=== To do ===
The answer must restate every record word for word.

=== Working data ===

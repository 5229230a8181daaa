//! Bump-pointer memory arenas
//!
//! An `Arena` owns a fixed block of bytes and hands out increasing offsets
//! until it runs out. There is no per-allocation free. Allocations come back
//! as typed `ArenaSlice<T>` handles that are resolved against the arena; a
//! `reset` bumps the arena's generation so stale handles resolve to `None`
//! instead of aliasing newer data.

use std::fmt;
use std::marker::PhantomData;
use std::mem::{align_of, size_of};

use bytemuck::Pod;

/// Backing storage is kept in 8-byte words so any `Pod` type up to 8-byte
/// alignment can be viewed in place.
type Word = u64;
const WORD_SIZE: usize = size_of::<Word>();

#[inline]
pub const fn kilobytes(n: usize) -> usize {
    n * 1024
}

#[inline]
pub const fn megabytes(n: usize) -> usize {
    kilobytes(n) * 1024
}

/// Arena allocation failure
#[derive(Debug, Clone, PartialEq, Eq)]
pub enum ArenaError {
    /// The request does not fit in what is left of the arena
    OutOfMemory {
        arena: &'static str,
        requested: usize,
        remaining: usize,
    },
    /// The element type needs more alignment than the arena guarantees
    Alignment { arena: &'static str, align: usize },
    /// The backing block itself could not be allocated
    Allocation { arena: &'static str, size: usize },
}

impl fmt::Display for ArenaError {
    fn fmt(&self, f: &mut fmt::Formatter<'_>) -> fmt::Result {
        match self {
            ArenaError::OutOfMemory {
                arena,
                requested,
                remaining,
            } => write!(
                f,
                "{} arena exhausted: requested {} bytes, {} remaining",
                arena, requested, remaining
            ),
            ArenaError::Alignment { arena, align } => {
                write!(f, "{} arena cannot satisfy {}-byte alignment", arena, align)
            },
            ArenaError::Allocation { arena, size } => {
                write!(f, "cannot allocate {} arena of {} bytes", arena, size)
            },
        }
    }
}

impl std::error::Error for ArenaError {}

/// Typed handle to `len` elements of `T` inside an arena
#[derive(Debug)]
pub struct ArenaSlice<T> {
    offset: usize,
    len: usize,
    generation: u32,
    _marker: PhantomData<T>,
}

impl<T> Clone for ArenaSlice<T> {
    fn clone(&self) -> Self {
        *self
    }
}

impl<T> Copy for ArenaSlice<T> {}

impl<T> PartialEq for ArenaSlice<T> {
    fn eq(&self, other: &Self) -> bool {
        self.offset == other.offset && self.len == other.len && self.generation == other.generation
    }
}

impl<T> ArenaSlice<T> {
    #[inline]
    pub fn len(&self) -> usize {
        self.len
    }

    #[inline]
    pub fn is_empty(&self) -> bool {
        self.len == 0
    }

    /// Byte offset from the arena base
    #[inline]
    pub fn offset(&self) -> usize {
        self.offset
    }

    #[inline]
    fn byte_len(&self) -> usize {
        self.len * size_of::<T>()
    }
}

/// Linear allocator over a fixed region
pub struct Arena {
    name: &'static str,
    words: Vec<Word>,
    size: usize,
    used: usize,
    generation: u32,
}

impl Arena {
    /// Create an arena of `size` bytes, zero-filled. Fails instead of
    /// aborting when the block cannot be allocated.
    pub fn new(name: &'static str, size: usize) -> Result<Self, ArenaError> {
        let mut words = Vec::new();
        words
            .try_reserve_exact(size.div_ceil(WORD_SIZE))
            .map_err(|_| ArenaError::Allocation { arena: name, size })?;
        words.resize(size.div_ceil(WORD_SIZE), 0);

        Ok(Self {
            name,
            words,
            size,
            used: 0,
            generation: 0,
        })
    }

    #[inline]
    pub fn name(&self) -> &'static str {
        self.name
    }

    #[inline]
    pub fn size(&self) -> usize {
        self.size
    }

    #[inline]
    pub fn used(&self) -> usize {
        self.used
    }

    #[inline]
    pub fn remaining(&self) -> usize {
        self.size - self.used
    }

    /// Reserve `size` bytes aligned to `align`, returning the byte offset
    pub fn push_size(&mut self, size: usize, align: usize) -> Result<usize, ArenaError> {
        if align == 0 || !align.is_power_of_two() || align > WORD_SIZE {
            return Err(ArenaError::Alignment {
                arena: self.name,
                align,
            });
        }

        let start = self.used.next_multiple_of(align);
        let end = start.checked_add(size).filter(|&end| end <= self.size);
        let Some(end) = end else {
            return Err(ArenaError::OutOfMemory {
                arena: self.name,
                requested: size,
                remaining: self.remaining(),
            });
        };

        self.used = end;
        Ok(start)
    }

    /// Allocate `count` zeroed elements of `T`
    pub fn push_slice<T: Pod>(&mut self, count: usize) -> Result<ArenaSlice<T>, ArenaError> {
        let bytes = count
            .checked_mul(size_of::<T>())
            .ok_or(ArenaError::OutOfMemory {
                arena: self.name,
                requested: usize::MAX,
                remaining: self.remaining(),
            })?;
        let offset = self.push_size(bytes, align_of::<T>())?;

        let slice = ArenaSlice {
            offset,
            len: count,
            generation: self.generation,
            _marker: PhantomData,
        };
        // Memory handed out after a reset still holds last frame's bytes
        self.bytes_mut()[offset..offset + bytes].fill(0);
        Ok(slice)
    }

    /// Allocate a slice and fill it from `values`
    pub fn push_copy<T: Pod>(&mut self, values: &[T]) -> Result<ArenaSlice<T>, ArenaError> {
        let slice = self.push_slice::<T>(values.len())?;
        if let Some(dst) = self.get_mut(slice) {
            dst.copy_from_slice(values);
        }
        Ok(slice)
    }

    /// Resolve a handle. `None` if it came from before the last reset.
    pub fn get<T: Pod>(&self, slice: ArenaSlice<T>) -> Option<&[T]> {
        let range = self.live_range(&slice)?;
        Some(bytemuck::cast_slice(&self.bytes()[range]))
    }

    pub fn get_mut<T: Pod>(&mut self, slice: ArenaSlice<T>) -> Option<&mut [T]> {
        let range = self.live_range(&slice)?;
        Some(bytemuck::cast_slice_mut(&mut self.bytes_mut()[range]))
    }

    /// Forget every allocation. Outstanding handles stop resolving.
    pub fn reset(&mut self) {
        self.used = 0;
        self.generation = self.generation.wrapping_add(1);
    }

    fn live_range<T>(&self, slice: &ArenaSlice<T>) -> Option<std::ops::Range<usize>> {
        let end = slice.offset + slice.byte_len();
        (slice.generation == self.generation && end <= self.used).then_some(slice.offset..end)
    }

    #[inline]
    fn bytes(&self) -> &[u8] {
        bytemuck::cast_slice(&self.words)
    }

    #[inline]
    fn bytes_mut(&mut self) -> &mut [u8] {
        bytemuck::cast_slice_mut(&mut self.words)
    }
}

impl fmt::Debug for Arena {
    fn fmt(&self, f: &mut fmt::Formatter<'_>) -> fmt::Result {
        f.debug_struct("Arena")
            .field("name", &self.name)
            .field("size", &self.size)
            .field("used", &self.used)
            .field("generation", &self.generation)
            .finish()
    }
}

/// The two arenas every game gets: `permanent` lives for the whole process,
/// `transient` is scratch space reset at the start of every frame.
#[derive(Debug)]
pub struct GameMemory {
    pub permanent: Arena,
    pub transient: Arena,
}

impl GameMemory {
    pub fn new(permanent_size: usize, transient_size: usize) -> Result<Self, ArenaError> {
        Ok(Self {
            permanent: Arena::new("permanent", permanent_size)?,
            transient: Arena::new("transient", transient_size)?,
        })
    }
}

=== Problem solution ===
repository 5229230a8181daaa
//! Bump-pointer memory arenas
//!
//! An `Arena` owns a fixed block of bytes and hands out increasing offsets
//! until it runs out. There is no per-allocation free. Allocations come back
//! as typed `ArenaSlice<T>` handles that are resolved against the arena; a
//! `reset` bumps the arena's generation so stale handles resolve to `None`
//! instead of aliasing newer data.

use std::fmt;
use std::marker::PhantomData;
use std::mem::{align_of, size_of};

use bytemuck::Pod;

/// Backing storage is kept in 8-byte words so any `Pod` type up to 8-byte
/// alignment can be viewed in place.
type Word = u64;
const WORD_SIZE: usize = size_of::<Word>();

#[inline]
pub const fn kilobytes(n: usize) -> usize {
    n * 1024
}

#[inline]
pub const fn megabytes(n: usize) -> usize {
    kilobytes(n) * 1024
}

/// Arena allocation failure
#[derive(Debug, Clone, PartialEq, Eq)]
pub enum ArenaError {
    /// The request does not fit in what is left of the arena
    OutOfMemory {
        arena: &'static str,
        requested: usize,
        remaining: usize,
    },
    /// The element type needs more alignment than the arena guarantees
    Alignment { arena: &'static str, align: usize },
    /// The backing block itself could not be allocated
    Allocation { arena: &'static str, size: usize },
}

impl fmt::Display for ArenaError {
    fn fmt(&self, f: &mut fmt::Formatter<'_>) -> fmt::Result {
        match self {
            ArenaError::OutOfMemory {
                arena,
                requested,
                remaining,
            } => write!(
                f,
                "{} arena exhausted: requested {} bytes, {} remaining",
                arena, requested, remaining
            ),
            ArenaError::Alignment { arena, align } => {
                write!(f, "{} arena cannot satisfy {}-byte alignment", arena, align)
            },
            ArenaError::Allocation { arena, size } => {
                write!(f, "cannot allocate {} arena of {} bytes", arena, size)
            },
        }
    }
}

impl std::error::Error for ArenaError {}

/// Typed handle to `len` elements of `T` inside an arena
#[derive(Debug)]
pub struct ArenaSlice<T> {
    offset: usize,
    len: usize,
    generation: u32,
    _marker: PhantomData<T>,
}

impl<T> Clone for ArenaSlice<T> {
    fn clone(&self) -> Self {
        *self
    }
}

impl<T> Copy for ArenaSlice<T> {}

impl<T> PartialEq for ArenaSlice<T> {
    fn eq(&self, other: &Self) -> bool {
        self.offset == other.offset && self.len == other.len && self.generation == other.generation
    }
}

impl<T> ArenaSlice<T> {
    #[inline]
    pub fn len(&self) -> usize {
        self.len
    }

    #[inline]
    pub fn is_empty(&self) -> bool {
        self.len == 0
    }

    /// Byte offset from the arena base
    #[inline]
    pub fn offset(&self) -> usize {
        self.offset
    }

    #[inline]
    fn byte_len(&self) -> usize {
        self.len * size_of::<T>()
    }
}

/// Linear allocator over a fixed region
pub struct Arena {
    name: &'static str,
    words: Vec<Word>,
    size: usize,
    used: usize,
    generation: u32,
}

impl Arena {
    /// Create an arena of `size` bytes, zero-filled. Fails instead of
    /// aborting when the block cannot be allocated.
    pub fn new(name: &'static str, size: usize) -> Result<Self, ArenaError> {
        let mut words = Vec::new();
        words
            .try_reserve_exact(size.div_ceil(WORD_SIZE))
            .map_err(|_| ArenaError::Allocation { arena: name, size })?;
        words.resize(size.div_ceil(WORD_SIZE), 0);

        Ok(Self {
            name,
            words,
            size,
            used: 0,
            generation: 0,
        })
    }

    #[inline]
    pub fn name(&self) -> &'static str {
        self.name
    }

    #[inline]
    pub fn size(&self) -> usize {
        self.size
    }

    #[inline]
    pub fn used(&self) -> usize {
        self.used
    }

    #[inline]
    pub fn remaining(&self) -> usize {
        self.size - self.used
    }

    /// Reserve `size` bytes aligned to `align`, returning the byte offset
    pub fn push_size(&mut self, size: usize, align: usize) -> Result<usize, ArenaError> {
        if align == 0 || !align.is_power_of_two() || align > WORD_SIZE {
            return Err(ArenaError::Alignment {
                arena: self.name,
                align,
            });
        }

        let start = self.used.next_multiple_of(align);
        let end = start.checked_add(size).filter(|&end| end <= self.size);
        let Some(end) = end else {
            return Err(ArenaError::OutOfMemory {
                arena: self.name,
                requested: size,
                remaining: self.remaining(),
            });
        };

        self.used = end;
        Ok(start)
    }

    /// Allocate `count` zeroed elements of `T`
    pub fn push_slice<T: Pod>(&mut self, count: usize) -> Result<ArenaSlice<T>, ArenaError> {
        let bytes = count
            .checked_mul(size_of::<T>())
            .ok_or(ArenaError::OutOfMemory {
                arena: self.name,
                requested: usize::MAX,
                remaining: self.remaining(),
            })?;
        let offset = self.push_size(bytes, align_of::<T>())?;

        let slice = ArenaSlice {
            offset,
            len: count,
            generation: self.generation,
            _marker: PhantomData,
        };
        // Memory handed out after a reset still holds last frame's bytes
        self.bytes_mut()[offset..offset + bytes].fill(0);
        Ok(slice)
    }

    /// Allocate a slice and fill it from `values`
    pub fn push_copy<T: Pod>(&mut self, values: &[T]) -> Result<ArenaSlice<T>, ArenaError> {
        let slice = self.push_slice::<T>(values.len())?;
        if let Some(dst) = self.get_mut(slice) {
            dst.copy_from_slice(values);
        }
        Ok(slice)
    }

    /// Resolve a handle. `None` if it came from before the last reset.
    pub fn get<T: Pod>(&self, slice: ArenaSlice<T>) -> Option<&[T]> {
        let range = self.live_range(&slice)?;
        Some(bytemuck::cast_slice(&self.bytes()[range]))
    }

    pub fn get_mut<T: Pod>(&mut self, slice: ArenaSlice<T>) -> Option<&mut [T]> {
        let range = self.live_range(&slice)?;
        Some(bytemuck::cast_slice_mut(&mut self.bytes_mut()[range]))
    }

    /// Forget every allocation. Outstanding handles stop resolving.
    pub fn reset(&mut self) {
        self.used = 0;
        self.generation = self.generation.wrapping_add(1);
    }

    fn live_range<T>(&self, slice: &ArenaSlice<T>) -> Option<std::ops::Range<usize>> {
        let end = slice.offset + slice.byte_len();
        (slice.generation == self.generation && end <= self.used).then_some(slice.offset..end)
    }

    #[inline]
    fn bytes(&self) -> &[u8] {
        bytemuck::cast_slice(&self.words)
    }

    #[inline]
    fn bytes_mut(&mut self) -> &mut [u8] {
        bytemuck::cast_slice_mut(&mut self.words)
    }
}

impl fmt::Debug for Arena {
    fn fmt(&self, f: &mut fmt::Formatter<'_>) -> fmt::Result {
        f.debug_struct("Arena")
            .field("name", &self.name)
            .field("size", &self.size)
            .field("used", &self.used)
            .field("generation", &self.generation)
            .finish()
    }
}

/// The two arenas every game gets: `permanent` lives for the whole process,
/// `transient` is scratch space reset at the start of every frame.
#[derive(Debug)]
pub struct GameMemory {
    pub permanent: Arena,
    pub transient: Arena,
}

impl GameMemory {
    pub fn new(permanent_size: usize, transient_size: usize) -> Result<Self, ArenaError> {
        Ok(Self {
            permanent: Arena::new("permanent", permanent_size)?,
            transient: Arena::new("transient", transient_size)?,
        })
    }
}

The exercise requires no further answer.